Data records
// Copyright (c) 2025 Kirky.X
//
// Licensed under the MIT License
// See LICENSE file in the project root for full license information.

use crate::domain::models::data_table::DataTable;

const MAX_CELL_WIDTH: usize = 30;

/// 以固定宽度渲染数据表
///
/// 每列宽度取表头与单元格的最大显示宽度，超过上限的值被截断
pub fn render(table: &DataTable) -> String {
    let widths: Vec<usize> = table
        .headers
        .iter()
        .enumerate()
        .map(|(i, header)| {
            let cells = table.rows.iter().filter_map(|row| row.get(i));
            cells
                .map(|cell| cell.chars().count())
                .chain(std::iter::once(header.chars().count()))
                .max()
                .unwrap_or(0)
                .min(MAX_CELL_WIDTH)
        })
        .collect();

    let mut out = String::new();
    out.push_str(&render_row(&table.headers, &widths));
    out.push('\n');
    let separator: Vec<String> = widths.iter().map(|w| "-".repeat(*w)).collect();
    out.push_str(&separator.join("-+-"));
    out.push('\n');
    for row in &table.rows {
        out.push_str(&render_row(row, &widths));
        out.push('\n');
    }
    out
}

fn render_row(row: &[String], widths: &[usize]) -> String {
    let cells: Vec<String> = widths
        .iter()
        .enumerate()
        .map(|(i, width)| fit(row.get(i).map(String::as_str).unwrap_or(""), *width))
        .collect();
    cells.join(" | ")
}

// Character-based truncation keeps Cyrillic values intact.
fn fit(value: &str, width: usize) -> String {
    let mut out: String = value.chars().take(width).collect();
    let pad = width.saturating_sub(out.chars().count());
    out.push_str(&" ".repeat(pad));
    out
}
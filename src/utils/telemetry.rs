// Copyright (c) 2025 Kirky.X
//
// Licensed under the MIT License
// See LICENSE file in the project root for full license information.

use chrono::Local;
use std::fs::{self, File};
use std::io;
use std::path::{Path, PathBuf};
use std::sync::Arc;
use tracing_subscriber::{layer::SubscriberExt, util::SubscriberInitExt};

/// 初始化遥测
///
/// 在标准输出之外，为本次运行单独创建一个带时间戳的日志文件，
/// 返回该文件的路径
pub fn init_telemetry(log_dir: &Path) -> io::Result<PathBuf> {
    fs::create_dir_all(log_dir)?;
    let log_path = log_dir.join(format!(
        "scraping-process_{}.log",
        Local::now().format("%Y-%m-%d_%H-%M-%S")
    ));
    let log_file = File::create(&log_path)?;

    tracing_subscriber::registry()
        .with(
            tracing_subscriber::EnvFilter::try_from_default_env()
                .unwrap_or_else(|_| "info,scraprs=debug".into()),
        )
        .with(tracing_subscriber::fmt::layer())
        .with(
            tracing_subscriber::fmt::layer()
                .with_ansi(false)
                .with_writer(Arc::new(log_file)),
        )
        .init();

    Ok(log_path)
}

> **WORK TASK**
The full data must appear again, retyped in every detail.

> **RESPONSE TO THIS EXERCISE**
// Copyright (c) 2025 Kirky.X
//
// Licensed under the MIT License
// See LICENSE file in the project root for full license information.

use crate::domain::models::data_table::DataTable;

const MAX_CELL_WIDTH: usize = 30;

/// 以固定宽度渲染数据表
///
/// 每列宽度取表头与单元格的最大显示宽度，超过上限的值被截断
pub fn render(table: &DataTable) -> String {
    let widths: Vec<usize> = table
        .headers
        .iter()
        .enumerate()
        .map(|(i, header)| {
            let cells = table.rows.iter().filter_map(|row| row.get(i));
            cells
                .map(|cell| cell.chars().count())
                .chain(std::iter::once(header.chars().count()))
                .max()
                .unwrap_or(0)
                .min(MAX_CELL_WIDTH)
        })
        .collect();

    let mut out = String::new();
    out.push_str(&render_row(&table.headers, &widths));
    out.push('\n');
    let separator: Vec<String> = widths.iter().map(|w| "-".repeat(*w)).collect();
    out.push_str(&separator.join("-+-"));
    out.push('\n');
    for row in &table.rows {
        out.push_str(&render_row(row, &widths));
        out.push('\n');
    }
    out
}

fn render_row(row: &[String], widths: &[usize]) -> String {
    let cells: Vec<String> = widths
        .iter()
        .enumerate()
        .map(|(i, width)| fit(row.get(i).map(String::as_str).unwrap_or(""), *width))
        .collect();
    cells.join(" | ")
}

// Character-based truncation keeps Cyrillic values intact.
fn fit(value: &str, width: usize) -> String {
    let mut out: String = value.chars().take(width).collect();
    let pad = width.saturating_sub(out.chars().count());
    out.push_str(&" ".repeat(pad));
    out
}
filename src/utils/telemetry.rs
// Copyright (c) 2025 Kirky.X
//
// Licensed under the MIT License
// See LICENSE file in the project root for full license information.

use chrono::Local;
use std::fs::{self, File};
use std::io;
use std::path::{Path, PathBuf};
use std::sync::Arc;
use tracing_subscriber::{layer::SubscriberExt, util::SubscriberInitExt};

/// 初始化遥测
///
/// 在标准输出之外，为本次运行单独创建一个带时间戳的日志文件，
/// 返回该文件的路径
pub fn init_telemetry(log_dir: &Path) -> io::Result<PathBuf> {
    fs::create_dir_all(log_dir)?;
    let log_path = log_dir.join(format!(
        "scraping-process_{}.log",
        Local::now().format("%Y-%m-%d_%H-%M-%S")
    ));
    let log_file = File::create(&log_path)?;

    tracing_subscriber::registry()
        .with(
            tracing_subscriber::EnvFilter::try_from_default_env()
                .unwrap_or_else(|_| "info,scraprs=debug".into()),
        )
        .with(tracing_subscriber::fmt::layer())
        .with(
            tracing_subscriber::fmt::layer()
                .with_ansi(false)
                .with_writer(Arc::new(log_file)),
        )
        .init();

    Ok(log_path)
}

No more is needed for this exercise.